=== Task goal ===
Nothing past the line containing "use chrono::DateTime;" belongs in the output. Copy exactly every line of the data below from the first up to and including it.

───── Data for this task

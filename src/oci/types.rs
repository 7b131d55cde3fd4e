//! OCI resource shapes as printed by the CLI (`--output json`).
//!
//! Only the fields the reports read are declared; the CLI uses kebab-case
//! keys and omits or nulls fields freely, so everything beyond the id is
//! optional. List fields read an explicit `null` as empty.

use std::collections::HashMap;

use chrono::DateTime;
use serde::{Deserialize, Deserializer};
use serde_json::Value;

use crate::report::NA;

fn null_as_default<'de, D, T>(deserializer: D) -> Result<T, D::Error>
where
    D: Deserializer<'de>,
    T: Default + Deserialize<'de>,
{
    Ok(Option::<T>::deserialize(deserializer)?.unwrap_or_default())
}

#[derive(Debug, Clone, Deserialize, PartialEq)]
#[serde(rename_all = "kebab-case")]
pub struct Compartment {
    pub id: String,
    pub name: String,
    #[serde(default)]
    pub lifecycle_state: Option<String>,
}

impl Compartment {
    pub const ROOT_NAME: &'static str = "Tenancy Root";

    /// The tenancy itself, scanned as a compartment.
    pub fn tenancy_root(tenancy_id: &str) -> Self {
        Self {
            id: tenancy_id.to_string(),
            name: Self::ROOT_NAME.to_string(),
            lifecycle_state: Some("ACTIVE".to_string()),
        }
    }

    pub fn is_active(&self) -> bool {
        self.lifecycle_state.as_deref() == Some("ACTIVE")
    }
}

#[derive(Debug, Clone, Deserialize)]
#[serde(rename_all = "kebab-case")]
pub struct RegionSubscription {
    pub region_name: String,
}

#[derive(Debug, Clone, Deserialize)]
pub struct AvailabilityDomain {
    pub name: String,
}

#[derive(Debug, Clone, Deserialize)]
#[serde(rename_all = "kebab-case")]
pub struct Vcn {
    pub id: String,
    #[serde(default)]
    pub display_name: Option<String>,
    #[serde(default)]
    pub cidr_block: Option<String>,
    #[serde(default)]
    pub lifecycle_state: Option<String>,
}

/// Port range options (`tcp-options` / `udp-options`) are kept as raw JSON.
#[derive(Debug, Clone, Deserialize)]
#[serde(rename_all = "kebab-case")]
pub struct IngressRule {
    #[serde(default)]
    pub source: Option<String>,
    #[serde(default)]
    pub protocol: Option<String>,
    #[serde(default)]
    pub tcp_options: Option<Value>,
    #[serde(default)]
    pub udp_options: Option<Value>,
}

#[derive(Debug, Clone, Deserialize)]
#[serde(rename_all = "kebab-case")]
pub struct EgressRule {
    #[serde(default)]
    pub destination: Option<String>,
    #[serde(default)]
    pub protocol: Option<String>,
    #[serde(default)]
    pub tcp_options: Option<Value>,
    #[serde(default)]
    pub udp_options: Option<Value>,
}

#[derive(Debug, Clone, Deserialize)]
#[serde(rename_all = "kebab-case")]
pub struct SecurityList {
    pub id: String,
    #[serde(default)]
    pub display_name: Option<String>,
    #[serde(default, deserialize_with = "null_as_default")]
    pub ingress_security_rules: Vec<IngressRule>,
    #[serde(default, deserialize_with = "null_as_default")]
    pub egress_security_rules: Vec<EgressRule>,
}

#[derive(Debug, Clone, Deserialize)]
#[serde(rename_all = "kebab-case")]
pub struct NetworkSecurityGroup {
    pub id: String,
    #[serde(default)]
    pub display_name: Option<String>,
}

#[derive(Debug, Clone, Deserialize)]
#[serde(rename_all = "kebab-case")]
pub struct NsgRule {
    #[serde(default)]
    pub direction: Option<String>,
    #[serde(default)]
    pub protocol: Option<String>,
    #[serde(default)]
    pub source: Option<String>,
    #[serde(default)]
    pub destination: Option<String>,
    #[serde(default)]
    pub tcp_options: Option<Value>,
    #[serde(default)]
    pub udp_options: Option<Value>,
}

impl NsgRule {
    /// Source for ingress rules, destination for egress rules.
    pub fn endpoint(&self) -> Option<&str> {
        match self.direction.as_deref() {
            Some("EGRESS") => self.destination.as_deref(),
            _ => self.source.as_deref(),
        }
    }
}

#[derive(Debug, Clone, Deserialize)]
#[serde(rename_all = "kebab-case")]
pub struct Instance {
    pub id: String,
    #[serde(default)]
    pub display_name: Option<String>,
    #[serde(default)]
    pub lifecycle_state: Option<String>,
    #[serde(default)]
    pub shape: Option<String>,
    #[serde(default)]
    pub image_id: Option<String>,
    #[serde(default)]
    pub metadata: Option<HashMap<String, String>>,
    #[serde(default)]
    pub time_created: Option<String>,
}

#[derive(Debug, Clone, Deserialize)]
#[serde(rename_all = "kebab-case")]
pub struct Image {
    pub id: String,
    #[serde(default)]
    pub compartment_id: Option<String>,
    #[serde(default)]
    pub operating_system: Option<String>,
    #[serde(default)]
    pub operating_system_version: Option<String>,
}

#[derive(Debug, Clone, Deserialize)]
#[serde(rename_all = "kebab-case")]
pub struct VnicAttachment {
    pub id: String,
    #[serde(default)]
    pub display_name: Option<String>,
    #[serde(default)]
    pub instance_id: Option<String>,
    #[serde(default)]
    pub vnic_id: Option<String>,
    #[serde(default)]
    pub lifecycle_state: Option<String>,
    #[serde(default)]
    pub time_created: Option<String>,
}

#[derive(Debug, Clone, Deserialize)]
#[serde(rename_all = "kebab-case")]
pub struct Vnic {
    pub id: String,
    #[serde(default, deserialize_with = "null_as_default")]
    pub nsg_ids: Vec<String>,
}

#[derive(Debug, Clone, Deserialize)]
#[serde(rename_all = "kebab-case")]
pub struct Volume {
    pub id: String,
    #[serde(default)]
    pub display_name: Option<String>,
    #[serde(default)]
    pub lifecycle_state: Option<String>,
    #[serde(default)]
    pub size_in_gbs: Option<i64>,
    #[serde(default)]
    pub is_auto_tune_enabled: Option<bool>,
    #[serde(default)]
    pub time_created: Option<String>,
}

#[derive(Debug, Clone, Deserialize)]
#[serde(rename_all = "kebab-case")]
pub struct VolumeAttachment {
    pub id: String,
    #[serde(default)]
    pub volume_id: Option<String>,
    #[serde(default)]
    pub lifecycle_state: Option<String>,
}

impl VolumeAttachment {
    /// Attachments in these states keep their volume in use.
    pub fn is_live(&self) -> bool {
        matches!(
            self.lifecycle_state.as_deref(),
            Some("ATTACHED") | Some("ATTACHING")
        )
    }
}

#[derive(Debug, Clone, Deserialize)]
#[serde(rename_all = "kebab-case")]
pub struct VolumeBackup {
    pub id: String,
    #[serde(default)]
    pub time_created: Option<String>,
}

#[derive(Debug, Clone, Deserialize)]
#[serde(rename_all = "kebab-case")]
pub struct BucketSummary {
    pub name: String,
    #[serde(default)]
    pub time_created: Option<String>,
}

/// `oci os bucket get` with approximate count/size fields requested.
#[derive(Debug, Clone, Deserialize)]
#[serde(rename_all = "kebab-case")]
pub struct Bucket {
    pub name: String,
    #[serde(default)]
    pub approximate_count: Option<i64>,
    #[serde(default)]
    pub approximate_size: Option<i64>,
    #[serde(default)]
    pub public_access_type: Option<String>,
    #[serde(default)]
    pub time_created: Option<String>,
}

#[derive(Debug, Clone, Deserialize)]
pub struct ObjectSummary {
    pub name: String,
}

/// `oci os object list` wraps objects in `{"data": [...], "prefixes": [...]}`
/// like other lists, but tolerate the older nested form too.
#[derive(Debug, Clone, Deserialize)]
#[serde(untagged)]
pub enum ObjectListing {
    Flat(Vec<ObjectSummary>),
    Nested { objects: Vec<ObjectSummary> },
}

impl ObjectListing {
    pub fn into_objects(self) -> Vec<ObjectSummary> {
        match self {
            ObjectListing::Flat(objects) | ObjectListing::Nested { objects } => objects,
        }
    }
}

#[derive(Debug, Clone, Deserialize)]
#[serde(rename_all = "kebab-case")]
pub struct FileSystem {
    pub id: String,
    #[serde(default)]
    pub display_name: Option<String>,
    #[serde(default)]
    pub lifecycle_state: Option<String>,
    #[serde(default)]
    pub time_created: Option<String>,
}

#[derive(Debug, Clone, Deserialize)]
#[serde(rename_all = "kebab-case")]
pub struct LoadBalancer {
    pub id: String,
    #[serde(default)]
    pub display_name: Option<String>,
    #[serde(default)]
    pub lifecycle_state: Option<String>,
    #[serde(default)]
    pub shape_name: Option<String>,
    #[serde(default, deserialize_with = "null_as_default")]
    pub subnet_ids: Vec<String>,
    #[serde(default)]
    pub time_created: Option<String>,
}

#[derive(Debug, Clone, Deserialize)]
#[serde(rename_all = "kebab-case")]
pub struct PublicIp {
    pub id: String,
    #[serde(default)]
    pub ip_address: Option<String>,
    #[serde(default)]
    pub assigned_entity_id: Option<String>,
    #[serde(default)]
    pub lifecycle_state: Option<String>,
    #[serde(default)]
    pub time_created: Option<String>,
}

/// DRGs and IPSec connections share the fields the reports read.
#[derive(Debug, Clone, Deserialize)]
#[serde(rename_all = "kebab-case")]
pub struct Gateway {
    pub id: String,
    #[serde(default)]
    pub display_name: Option<String>,
    #[serde(default)]
    pub lifecycle_state: Option<String>,
    #[serde(default)]
    pub time_created: Option<String>,
}

#[derive(Debug, Clone, Deserialize)]
#[serde(rename_all = "kebab-case")]
pub struct AutonomousDatabase {
    pub id: String,
    #[serde(default)]
    pub display_name: Option<String>,
    #[serde(default)]
    pub db_workload: Option<String>,
    #[serde(default)]
    pub lifecycle_state: Option<String>,
}

#[derive(Debug, Clone, Deserialize)]
#[serde(rename_all = "kebab-case")]
pub struct User {
    pub id: String,
    pub name: String,
    #[serde(default)]
    pub lifecycle_state: Option<String>,
    #[serde(default)]
    pub last_successful_login_time: Option<String>,
}

/// Row of `oci iam group list-users`.
#[derive(Debug, Clone, Deserialize)]
#[serde(rename_all = "kebab-case")]
pub struct GroupMember {
    pub id: String,
    pub name: String,
}

#[derive(Debug, Clone, Deserialize)]
pub struct Group {
    pub id: String,
    pub name: String,
}

#[derive(Debug, Clone, Deserialize)]
#[serde(rename_all = "kebab-case")]
pub struct Policy {
    pub id: String,
    pub name: String,
    #[serde(default)]
    pub compartment_id: Option<String>,
    #[serde(default, deserialize_with = "null_as_default")]
    pub statements: Vec<String>,
    #[serde(default)]
    pub lifecycle_state: Option<String>,
    #[serde(default)]
    pub time_created: Option<String>,
}

#[derive(Debug, Clone, Deserialize)]
pub struct Recommendation {
    pub name: String,
    #[serde(default)]
    pub description: Option<String>,
}

#[derive(Debug, Clone, Deserialize)]
#[serde(rename_all = "kebab-case")]
pub struct Problem {
    #[serde(default)]
    pub resource_name: Option<String>,
    #[serde(default, deserialize_with = "null_as_default")]
    pub labels: Vec<String>,
}

impl Problem {
    /// Labels joined with `, `, or `"N/A"` when there are none.
    pub fn label_text(&self) -> String {
        if self.labels.is_empty() {
            NA.to_string()
        } else {
            self.labels.join(", ")
        }
    }
}

/// Name or `"N/A"`.
pub fn display_or_na(name: Option<&str>) -> String {
    name.unwrap_or(NA).to_string()
}

/// Render a CLI timestamp as `YYYY-MM-DD HH:MM:SS`, dropping the offset.
///
/// Values that do not parse are returned unchanged; missing values become
/// `"N/A"`.
pub fn format_time(value: Option<&str>) -> String {
    match value {
        Some(raw) => DateTime::parse_from_rfc3339(raw)
            .map(|t| t.naive_utc().format("%Y-%m-%d %H:%M:%S").to_string())
            .unwrap_or_else(|_| raw.to_string()),
        None => NA.to_string(),
    }
}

──────────

=== Result below ===
filename src/oci/types.rs
repository 7b131d55cde3fd4e
//! OCI resource shapes as printed by the CLI (`--output json`).
//!
//! Only the fields the reports read are declared; the CLI uses kebab-case
//! keys and omits or nulls fields freely, so everything beyond the id is
//! optional. List fields read an explicit `null` as empty.

use std::collections::HashMap;

use chrono::DateTime;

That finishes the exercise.